Wednesday, 11 July, 2001, 15:39 GMT 16:39 UK

Farming's roots pushed back


Combine harvesters, BBC
By BBC News Online's Ivan Noble

Modern humans began farming centuries earlier than previously thought, a new study claims.

The transition from collecting wild grains to deliberately growing crops was one of the most dramatic changes in human history.



We began to imagine ourselves masters of the environment
Professor Gordon Hillman
UCL


"This was the other great change for humanity after the mastery of fire. We began to imagine ourselves masters of the environment," explained Professor Gordon Hillman of University College London, UK.

He and his colleagues spent 27 years looking at the remains of a settlement in modern Syria and now believe that the systematic cultivation of cereal crops had already begun around 13,000 years ago, 1-2,000 years earlier than previously thought.

27-year study

Professor Hillman believes the first farmers may have been a small community of hunter-gatherers originally tempted to settle in one place by good food growing wild.

"It was all very rosy for them. It was getting warmer and wetter and they had a food base so luxuriant that they were tempted to settle. But then suddenly things reversed," he told BBC News Online.

Farm scene in United States, AP
The weather suddenly began to get colder and drier, and the hunter-gatherers were faced with a choice: either move on and face the possible wrath of other hungry communities elsewhere or stay put and start farming.

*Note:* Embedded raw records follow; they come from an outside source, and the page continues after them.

//! Configuration for the job service, object storage and report endpoint.

use std::collections::BTreeMap;
use std::path::PathBuf;
use std::time::Duration;

use serde::{Deserialize, Serialize};
use url::Url;

use crate::error::{Error, Result};

/// Credentials and endpoints of the training-job service.
#[derive(Debug, Clone, Serialize, Deserialize)]
pub struct AiccConfig {
    /// Account domain used for the password-scoped token.
    pub domain: String,
    pub user: String,
    pub password: String,
    /// Project name the token is scoped to.
    pub project: String,
    /// Project id embedded in job URLs.
    pub project_id: String,
    /// Token endpoint.
    pub auth_endpoint: Url,
    /// Job service endpoint.
    pub endpoint: Url,

    /// Timeout for requests.
    #[serde(with = "duration_secs", default = "default_timeout")]
    pub timeout: Duration,
}

impl AiccConfig {
    /// Check that every credential is present.
    ///
    /// # Errors
    ///
    /// Returns `Error::ConfigError` naming the first empty field.
    pub fn validate(&self) -> Result<()> {
        require("aicc.domain", &self.domain)?;
        require("aicc.user", &self.user)?;
        require("aicc.password", &self.password)?;
        require("aicc.project", &self.project)?;
        require("aicc.project_id", &self.project_id)
    }
}

/// Object storage access.
#[derive(Debug, Clone, Serialize, Deserialize)]
pub struct ObsConfig {
    pub access_key: String,
    pub secret_key: String,
    pub endpoint: String,
    pub bucket: String,
}

impl ObsConfig {
    /// # Errors
    ///
    /// Returns `Error::ConfigError` naming the first empty field.
    pub fn validate(&self) -> Result<()> {
        require("obs.access_key", &self.access_key)?;
        require("obs.secret_key", &self.secret_key)?;
        require("obs.endpoint", &self.endpoint)?;
        require("obs.bucket", &self.bucket)
    }
}

/// Output packaging and download signing.
#[derive(Debug, Clone, Serialize, Deserialize)]
pub struct UploadConfig {
    /// Parent of the scratch directories used while packaging output.
    pub upload_work_dir: PathBuf,

    /// Script that zips an object-storage folder and uploads the archive.
    /// Invoked as `script <tempdir> <obsutil> <bucket> <folder>`; prints the
    /// archive's object key.
    pub upload_folder_shell: PathBuf,

    /// Lifetime of signed download URLs, in seconds. Non-positive means
    /// the default.
    #[serde(default = "default_download_expiry")]
    pub download_expiry: i64,

    /// Path to the storage CLI.
    #[serde(default = "default_obsutil_path")]
    pub obsutil_path: String,
}

impl UploadConfig {
    pub fn set_default(&mut self) {
        if self.download_expiry <= 0 {
            self.download_expiry = default_download_expiry();
        }
    }

    /// # Errors
    ///
    /// Returns `Error::ConfigError` when a path is empty.
    pub fn validate(&self) -> Result<()> {
        if self.upload_work_dir.as_os_str().is_empty() {
            return Err(Error::config_error("upload.upload_work_dir is required"));
        }
        if self.upload_folder_shell.as_os_str().is_empty() {
            return Err(Error::config_error("upload.upload_folder_shell is required"));
        }
        require("upload.obsutil_path", &self.obsutil_path)
    }

    /// Signed URL lifetime, falling back to the default.
    pub fn download_expiry(&self) -> u64 {
        u64::try_from(self.download_expiry)
            .ok()
            .filter(|v| *v > 0)
            .unwrap_or(DEFAULT_DOWNLOAD_EXPIRY_SECS)
    }
}

/// Job settings for one model.
#[derive(Debug, Clone, Default, PartialEq, Eq, Serialize, Deserialize)]
pub struct ModelConfig {
    pub pool_id: String,
    pub pool_name: String,
    pub flavor_id: String,
    /// Name of the job output the results are written to.
    pub output_key: String,
    pub output_dir: String,
    pub working_dir: String,
    pub code_dir: String,
    pub input_dir: String,
    pub log_dir: String,
    /// Object-storage folder holding the base checkpoint.
    #[serde(rename = "ckpt_file")]
    pub model_dir: String,
    pub image_url: String,
}

impl ModelConfig {
    fn validate(&self, model: &str) -> Result<()> {
        let fields = [
            ("pool_id", &self.pool_id),
            ("pool_name", &self.pool_name),
            ("flavor_id", &self.flavor_id),
            ("output_key", &self.output_key),
            ("output_dir", &self.output_dir),
            ("code_dir", &self.code_dir),
            ("input_dir", &self.input_dir),
            ("log_dir", &self.log_dir),
            ("ckpt_file", &self.model_dir),
            ("image_url", &self.image_url),
        ];
        fields
            .iter()
            .try_for_each(|(name, value)| require(&format!("finetune.{model}.{name}"), value))
    }
}

/// Job settings keyed by model name.
#[derive(Debug, Clone, Default, PartialEq, Eq, Serialize, Deserialize)]
#[serde(transparent)]
pub struct FinetuneConfig {
    pub models: BTreeMap<String, ModelConfig>,
}

impl FinetuneConfig {
    /// Settings for `model`, if it is supported.
    pub fn model(&self, model: &str) -> Option<&ModelConfig> {
        self.models.get(model)
    }

    /// # Errors
    ///
    /// Returns `Error::ConfigError` when no model is configured or a model
    /// config is incomplete.
    pub fn validate(&self) -> Result<()> {
        if self.models.is_empty() {
            return Err(Error::config_error("finetune: at least one model is required"));
        }
        self.models
            .iter()
            .try_for_each(|(model, config)| config.validate(model))
    }
}

/// Where job snapshots are reported.
#[derive(Debug, Clone, Serialize, Deserialize)]
pub struct ReportConfig {
    /// Base URL of the service that stores finetune results.
    pub endpoint: Url,

    /// Timeout for report requests.
    #[serde(with = "duration_secs", default = "default_timeout")]
    pub timeout: Duration,
}

impl ReportConfig {
    /// Create a config for `endpoint` with the default timeout.
    pub const fn new(endpoint: Url) -> Self {
        Self {
            endpoint,
            timeout: default_timeout(),
        }
    }
}

fn require(name: &str, value: &str) -> Result<()> {
    if value.trim().is_empty() {
        return Err(Error::config_error(format!("{name} is required")));
    }
    Ok(())
}

/// Default lifetime of signed download URLs.
pub const DEFAULT_DOWNLOAD_EXPIRY_SECS: u64 = 3600;

const fn default_download_expiry() -> i64 {
    3600
}

fn default_obsutil_path() -> String {
    if let Ok(path) = which::which("obsutil") {
        return path.to_string_lossy().to_string();
    }
    "obsutil".to_string()
}

const fn default_timeout() -> Duration {
    Duration::from_secs(30)
}

/// Serialization helper for Duration as seconds.
mod duration_secs {
    use serde::{Deserialize, Deserializer, Serialize, Serializer};
    use std::time::Duration;

    pub fn serialize<S: Serializer>(duration: &Duration, serializer: S) -> Result<S::Ok, S::Error> {
        duration.as_secs().serialize(serializer)
    }

    pub fn deserialize<'de, D: Deserializer<'de>>(deserializer: D) -> Result<Duration, D::Error> {
        let secs = u64::deserialize(deserializer)?;
        Ok(Duration::from_secs(secs))
    }
}

#[cfg(test)]
mod tests {
    use super::*;

    fn model() -> ModelConfig {
        ModelConfig {
            pool_id: "pool-1".to_string(),
            pool_name: "pool".to_string(),
            flavor_id: "gpu.large".to_string(),
            output_key: "output_path".to_string(),
            output_dir: "finetune/output/".to_string(),
            working_dir: "/home/work".to_string(),
            code_dir: "/code/".to_string(),
            input_dir: "finetune/input/".to_string(),
            log_dir: "finetune/logs/".to_string(),
            model_dir: "models/wukong/".to_string(),
            image_url: "swr.example.com/wukong:1.0".to_string(),
        }
    }

    #[test]
    fn test_download_expiry_default() {
        let mut upload = UploadConfig {
            upload_work_dir: PathBuf::from("/tmp/upload"),
            upload_folder_shell: PathBuf::from("/opt/upload.sh"),
            download_expiry: -1,
            obsutil_path: "obsutil".to_string(),
        };
        assert_eq!(upload.download_expiry(), 3600);
        upload.set_default();
        assert_eq!(upload.download_expiry, 3600);
        assert!(upload.validate().is_ok());
    }

    #[test]
    fn test_finetune_config_requires_complete_models() {
        let mut finetune = FinetuneConfig::default();
        assert!(finetune.validate().is_err());

        finetune.models.insert("wukong".to_string(), model());
        assert!(finetune.validate().is_ok());
        assert!(finetune.model("wukong").is_some());
        assert!(finetune.model("pangu").is_none());

        let mut broken = model();
        broken.log_dir.clear();
        finetune.models.insert("pangu".to_string(), broken);
        let err = finetune.validate().err().map(|e| e.to_string());
        assert_eq!(
            err,
            Some("configuration error: finetune.pangu.log_dir is required".to_string())
        );
    }

    #[test]
    fn test_model_config_reads_ckpt_file() -> std::result::Result<(), serde_json::Error> {
        let config: ModelConfig = serde_json::from_value(serde_json::json!({
            "pool_id": "p", "pool_name": "n", "flavor_id": "f",
            "output_key": "o", "output_dir": "od/", "working_dir": "w",
            "code_dir": "c/", "input_dir": "i/", "log_dir": "l/",
            "ckpt_file": "m/", "image_url": "img"
        }))?;
        assert_eq!(config.model_dir, "m/");
        Ok(())
    }

    #[test]
    fn test_aicc_config_validation() -> std::result::Result<(), Box<dyn std::error::Error>> {
        let config: AiccConfig = serde_json::from_value(serde_json::json!({
            "domain": "d", "user": "u", "password": "", "project": "p",
            "project_id": "pid",
            "auth_endpoint": "https://iam.example.com/v3/auth/tokens",
            "endpoint": "https://modelarts.example.com"
        }))?;
        assert_eq!(config.timeout, Duration::from_secs(30));
        assert!(matches!(config.validate(), Err(Error::ConfigError { .. })));
        Ok(())
    }
}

They chose the latter, and as they did so, they changed the way that they harvested.

New technology

Instead of beating wild crops to release their grains, they began to uproot them or cut them down.

This change of approach favoured the survival of different types of crop, and within a short period, one of the things they had domesticated was what we now recognise as rye.

The change was probably not a deliberate policy on the part of the community, but rather a response to the worsening weather.

"We know from modern hunter-gatherers that they are usually reticent to make the change. Recent hunter-gatherers have resented Europeans coming to do just that, foreseeing some of the ecological damage that results," he said.

But in the end, the community prospered, reaching a strength of several thousand.

Flotation recovery

Professor Hillman and colleagues from Oxford University, UK, and Rochester Institute of Technology, US, explain their findings in the journal The Holocene.

They sifted through huge amounts of earth from the dig at Abu Hureyra to recover charred remnants of food.

"The only way this stuff survives is by being exposed to fire. Occasional scraps of food survive and we dunk the excavated earth in water. The little scraps float and we use a machine and a mesh to separate them out," he said.

The evidence from Abu Hureyra is the earliest start to farming so far found by researchers, but the group behind this latest discovery believes it will be backed up by other digs in the area, straddling the Tigris and Euphrates rivers, where the modern way of life began.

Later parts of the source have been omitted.